[Start of Attachment]
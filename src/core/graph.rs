use petgraph::graph::{EdgeIndex, NodeIndex};
use petgraph::{Directed, Graph};
use serde::{Deserialize, Serialize};
use std::collections::{BTreeSet, HashMap, HashSet};
use std::fmt;

use super::symbols::{ObjectId, SymbolTable};

/// A graph vertex: an object file, or (in external-dependency mode) a needed
/// symbol that nothing in the archive set provides.
#[derive(Debug, Clone, PartialEq, Eq, PartialOrd, Ord, Hash, Serialize, Deserialize)]
pub enum Vertex {
    Object(ObjectId),
    External(String),
}

impl Vertex {
    /// The archive this vertex's object came from, if it is an object.
    pub fn archive(&self) -> Option<&str> {
        match self {
            Vertex::Object(id) => Some(&id.archive),
            Vertex::External(_) => None,
        }
    }

    pub fn label(&self) -> String {
        self.to_string()
    }
}

impl fmt::Display for Vertex {
    fn fmt(&self, f: &mut fmt::Formatter<'_>) -> fmt::Result {
        match self {
            Vertex::Object(id) => id.fmt(f),
            Vertex::External(symbol) => f.write_str(symbol),
        }
    }
}

/// Edge direction reads "needy depends on provider": the source vertex
/// requires a symbol the target vertex defines.
pub type DependencyGraph = Graph<Vertex, (), Directed>;

/// Builds a [`DependencyGraph`] with vertex and edge deduplication.
pub struct GraphBuilder {
    graph: DependencyGraph,
    node_map: HashMap<Vertex, NodeIndex>,
    edge_set: HashSet<(NodeIndex, NodeIndex)>,
}

impl GraphBuilder {
    pub fn new() -> Self {
        Self {
            graph: Graph::new(),
            node_map: HashMap::new(),
            edge_set: HashSet::new(),
        }
    }

    /// Adds a vertex, returning the existing index if it is already present.
    pub fn add_vertex(&mut self, vertex: Vertex) -> NodeIndex {
        if let Some(&index) = self.node_map.get(&vertex) {
            return index;
        }
        let index = self.graph.add_node(vertex.clone());
        self.node_map.insert(vertex, index);
        index
    }

    /// Adds a directed edge between two known vertices. Returns `None` when
    /// either endpoint is missing or the edge already exists. Self-loops are
    /// allowed; parallel edges are not.
    pub fn add_edge(&mut self, from: &Vertex, to: &Vertex) -> Option<EdgeIndex> {
        let source = *self.node_map.get(from)?;
        let target = *self.node_map.get(to)?;
        if !self.edge_set.insert((source, target)) {
            return None;
        }
        Some(self.graph.add_edge(source, target, ()))
    }

    #[allow(dead_code)]
    pub fn get_vertex_index(&self, vertex: &Vertex) -> Option<NodeIndex> {
        self.node_map.get(vertex).copied()
    }

    pub fn build(self) -> DependencyGraph {
        self.graph
    }
}

impl Default for GraphBuilder {
    fn default() -> Self {
        Self::new()
    }
}

/// Constructs the dependency graph from a merged symbol table.
///
/// Every known object becomes a vertex. For each needed symbol with a
/// provider, one edge needy -> provider is added; multiple symbols resolving
/// to the same provider collapse into a single edge. Needs without a
/// provider add no edge. With `externals` enabled, each unresolved symbol
/// name also appears as an isolated pseudo-vertex.
///
/// Iteration runs over sorted collections, so vertex and edge insertion
/// order is reproducible run to run.
pub fn build_graph(table: &SymbolTable, externals: bool) -> DependencyGraph {
    let mut builder = GraphBuilder::new();

    for id in table.objects.keys() {
        builder.add_vertex(Vertex::Object(id.clone()));
    }

    if externals {
        let unresolved: BTreeSet<&String> = table
            .objects
            .values()
            .flat_map(|record| record.needs.iter())
            .filter(|symbol| table.provider(symbol).is_none())
            .collect();
        for symbol in unresolved {
            builder.add_vertex(Vertex::External(symbol.clone()));
        }
    }

    for (id, record) in &table.objects {
        let needy = Vertex::Object(id.clone());
        for symbol in &record.needs {
            if let Some(provider) = table.provider(symbol) {
                builder.add_edge(&needy, &Vertex::Object(provider.clone()));
            }
        }
    }

    builder.build()
}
[End of Attachment]
### WHAT IS BEING ASKED
Starting at the first line of the records above, please copy each line exactly until you reach the line containing "Hash, Serialize, Deserialize)]". Include that line and stop there.

### EXPECTED OUTPUT
filename src/core/graph.rs
use petgraph::graph::{EdgeIndex, NodeIndex};
use petgraph::{Directed, Graph};
use serde::{Deserialize, Serialize};
use std::collections::{BTreeSet, HashMap, HashSet};
use std::fmt;

use super::symbols::{ObjectId, SymbolTable};

/// A graph vertex: an object file, or (in external-dependency mode) a needed
/// symbol that nothing in the archive set provides.
#[derive(Debug, Clone, PartialEq, Eq, PartialOrd, Ord, Hash, Serialize, Deserialize)]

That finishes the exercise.